## Task goal
Return every line of the records that includes the string "super".

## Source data

============================================================

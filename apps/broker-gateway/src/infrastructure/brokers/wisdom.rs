//! Wisdom Capital (XTS)
//!
//! XTS market data over its JSON broadcast socket. Wisdom streams LTP
//! only and offers no margin calculator; the touchline code is mapped so
//! stray quote frames still normalize, but quote subscriptions are
//! rejected by capability.

use std::sync::Arc;

use rust_decimal::Decimal;
use serde::Deserialize;
use serde_json::{Value, json};

use super::common::{TokenAuthenticator, epoch_seconds, optional_price, optional_quantity, required};
use crate::application::ports::{
    BrokerSession, CredentialField, MessageNormalizer, NativeSubscription, ParseError,
    SubscriptionEncoder,
};
use crate::application::services::{
    BrokerProfile, PluginCatalog, PluginRegistration, StandardAdapterFactory,
};
use crate::domain::capability::CapabilityRegistry;
use crate::domain::mapping::{BrokerMappings, MappingTable};
use crate::domain::plugin::BrokerId;
use crate::domain::streaming::{CanonicalEvent, EventPayload, QuotePayload};
use crate::domain::vocabulary::FeedType;

/// Plugin identifier.
pub const BROKER: &str = "wisdom";

const STREAM_URL: &str = "wss://trade.wisdomcapital.in/apimarketdata/socket.io/";

/// Register the Wisdom plugin. No margin calculator is registered.
pub fn register(catalog: &mut PluginCatalog) {
    let Some(id) = BrokerId::parse(BROKER) else {
        return;
    };

    let profile = BrokerProfile {
        broker: id.clone(),
        mappings: mappings(),
        capabilities: capabilities(),
        normalizer: Arc::new(XtsNormalizer),
        encoder: Arc::new(XtsEncoder),
    };

    catalog.register(
        PluginRegistration::new(id.clone())
            .with_authenticator(Arc::new(TokenAuthenticator::new(
                id,
                &[CredentialField::ApiKey, CredentialField::ApiSecret, CredentialField::ClientId],
            )))
            .with_adapter_factory(Arc::new(StandardAdapterFactory::new(profile, stream_url))),
    );
}

fn stream_url(session: &BrokerSession) -> String {
    format!(
        "{STREAM_URL}?token={}&userID={}&publishFormat=JSON&broadcastMode=Full&transport=websocket",
        session.access_token,
        session.client_id.as_deref().unwrap_or_default()
    )
}

/// XTS code tables.
#[must_use]
pub fn mappings() -> BrokerMappings {
    BrokerMappings {
        exchange: MappingTable::from_pairs(&[
            ("NSE", "NSECM"),
            ("BSE", "BSECM"),
            ("NFO", "NSEFO"),
            ("BFO", "BSEFO"),
            ("CDS", "NSECD"),
            ("MCX", "MCXFO"),
        ]),
        feed: MappingTable::from_pairs(&[("LTP", "1512"), ("QUOTE", "1501")]),
        ..BrokerMappings::default()
    }
}

/// Wisdom capabilities.
#[must_use]
pub fn capabilities() -> CapabilityRegistry {
    CapabilityRegistry::builder(BROKER)
        .feed(FeedType::Ltp, true)
        .feed(FeedType::Quote, false)
        .feed(FeedType::Depth, false)
        .exchanges(["NSE", "BSE", "NFO", "BFO", "CDS", "MCX"])
        .build()
}

#[derive(Debug, Deserialize)]
#[serde(rename_all = "PascalCase")]
struct XtsFrame {
    message_code: Option<Value>,
    exchange_segment: Option<String>,
    #[serde(rename = "ExchangeInstrumentID")]
    instrument_id: Option<Value>,
    last_traded_price: Option<Decimal>,
    last_update_time: Option<i64>,
    touchline: Option<XtsTouchline>,
}

#[derive(Debug, Deserialize)]
#[serde(rename_all = "PascalCase")]
struct XtsTouchline {
    last_traded_price: Decimal,
    bid_info: Option<XtsBook>,
    ask_info: Option<XtsBook>,
    total_traded_quantity: Option<Decimal>,
    last_update_time: Option<i64>,
}

#[derive(Debug, Default, Deserialize)]
#[serde(rename_all = "PascalCase")]
struct XtsBook {
    price: Option<Decimal>,
    size: Option<Decimal>,
}

/// Numbers and strings both appear for codes and ids.
fn code(value: &Value) -> Option<String> {
    match value {
        Value::String(s) => Some(s.clone()),
        Value::Number(n) => Some(n.to_string()),
        _ => None,
    }
}

/// Parses XTS broadcast frames.
#[derive(Debug, Default)]
pub struct XtsNormalizer;

impl MessageNormalizer for XtsNormalizer {
    fn normalize(
        &self,
        raw: &str,
        mappings: &BrokerMappings,
    ) -> Result<Option<CanonicalEvent>, ParseError> {
        let frame: XtsFrame = serde_json::from_str(raw)?;
        let Some(message_code) = frame.message_code.as_ref().and_then(code) else {
            return Ok(None);
        };

        let feed_type = FeedType::from_code(mappings.feed.to_canonical(&message_code))
            .ok_or_else(|| ParseError::UnknownFeed(message_code.clone()))?;
        let exchange = mappings
            .exchange
            .to_canonical(required(frame.exchange_segment.as_deref(), "ExchangeSegment")?)
            .to_string();
        let symbol = required(frame.instrument_id.as_ref().and_then(code), "ExchangeInstrumentID")?;

        let (payload, updated) = match feed_type {
            FeedType::Ltp => (
                EventPayload::Ltp {
                    ltp: required(frame.last_traded_price, "LastTradedPrice")?,
                },
                frame.last_update_time,
            ),
            FeedType::Quote => {
                let touchline = required(frame.touchline, "Touchline")?;
                let bid = touchline.bid_info.unwrap_or_default();
                let ask = touchline.ask_info.unwrap_or_default();
                (
                    EventPayload::Quote(QuotePayload {
                        ltp: touchline.last_traded_price,
                        bid: optional_price(bid.price),
                        ask: optional_price(ask.price),
                        bid_qty: optional_quantity(bid.size, "BidInfo.Size")?,
                        ask_qty: optional_quantity(ask.size, "AskInfo.Size")?,
                        volume: optional_quantity(touchline.total_traded_quantity, "TotalTradedQuantity")?,
                    }),
                    touchline.last_update_time,
                )
            }
            FeedType::Depth | FeedType::OrderUpdate => {
                return Err(ParseError::UnknownFeed(message_code));
            }
        };

        Ok(Some(CanonicalEvent {
            exchange,
            symbol,
            feed_type,
            payload,
            timestamp: epoch_seconds(updated, "LastUpdateTime")?,
        }))
    }
}

/// Builds XTS subscription frames.
#[derive(Debug, Default)]
pub struct XtsEncoder;

impl XtsEncoder {
    fn frame(action: &str, request: &NativeSubscription) -> String {
        let message_code = request
            .feed_code
            .parse::<u32>()
            .map_or_else(|_| json!(request.feed_code), |n| json!(n));
        json!({
            "action": action,
            "instruments": [{
                "exchangeSegment": request.exchange,
                "exchangeInstrumentID": request.symbol,
            }],
            "xtsMessageCode": message_code,
        })
        .to_string()
    }
}

impl SubscriptionEncoder for XtsEncoder {
    fn subscribe_frame(&self, request: &NativeSubscription) -> String {
        Self::frame("subscribe", request)
    }

    fn unsubscribe_frame(&self, request: &NativeSubscription) -> String {
        Self::frame("unsubscribe", request)
    }
}

#[cfg(test)]
mod tests {
    use std::str::FromStr;

    use super::*;
    use crate::domain::capability::CapabilityError;

    #[test]
    fn streams_ltp_only() {
        let caps = capabilities();
        assert!(caps.supports_feed(FeedType::Ltp));
        assert_eq!(
            caps.check_subscription("NSE", FeedType::Quote),
            Err(CapabilityError::FeedNotSupported {
                broker: BROKER.to_string(),
                feed: FeedType::Quote,
            })
        );
        assert_eq!(caps.max_depth_levels("NSE"), 0);
    }

    #[test]
    fn normalizes_ltp_with_numeric_codes() {
        let raw = r#"{"MessageCode":1512,"ExchangeSegment":"NSECM","ExchangeInstrumentID":2885,"LastTradedPrice":2950.35,"LastUpdateTime":1717400000}"#;
        let event = XtsNormalizer.normalize(raw, &mappings()).unwrap().unwrap();

        assert_eq!(event.exchange, "NSE");
        assert_eq!(event.symbol, "2885");
        assert_eq!(event.last_price(), Some(Decimal::from_str("2950.35").unwrap()));
    }

    #[test]
    fn normalizes_touchline() {
        let raw = r#"{"MessageCode":"1501","ExchangeSegment":"NSEFO","ExchangeInstrumentID":"35012",
            "Touchline":{"LastTradedPrice":101.5,"BidInfo":{"Price":101.45,"Size":300},"AskInfo":{"Price":0,"Size":0},"TotalTradedQuantity":125000}}"#;
        let event = XtsNormalizer.normalize(raw, &mappings()).unwrap().unwrap();

        let EventPayload::Quote(quote) = event.payload else {
            panic!("expected quote");
        };
        assert_eq!(quote.bid_qty, Some(300));
        assert_eq!(quote.ask, None);
        assert_eq!(quote.volume, Some(125_000));
    }

    #[test]
    fn frames_without_message_code_are_control() {
        assert_eq!(
            XtsNormalizer.normalize(r#"{"type":"success","result":"joined"}"#, &mappings()).unwrap(),
            None
        );
    }

    #[test]
    fn unknown_message_code_is_reported() {
        let raw = r#"{"MessageCode":1105,"ExchangeSegment":"NSECM","ExchangeInstrumentID":1}"#;
        assert_eq!(
            XtsNormalizer.normalize(raw, &mappings()).unwrap_err(),
            ParseError::UnknownFeed("1105".to_string())
        );
    }

    #[test]
    fn encodes_numeric_message_code() {
        let request = NativeSubscription::from_canonical(&mappings(), "NSE", "2885", FeedType::Ltp, 0);
        let frame: Value = serde_json::from_str(&XtsEncoder.subscribe_frame(&request)).unwrap();

        assert_eq!(frame["xtsMessageCode"], 1512);
        assert_eq!(frame["instruments"][0]["exchangeSegment"], "NSECM");
        assert_eq!(frame["action"], "subscribe");
    }
}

============================================================

## Solution for this task
use super::common::{TokenAuthenticator, epoch_seconds, optional_price, optional_quantity, required};
    use super::*;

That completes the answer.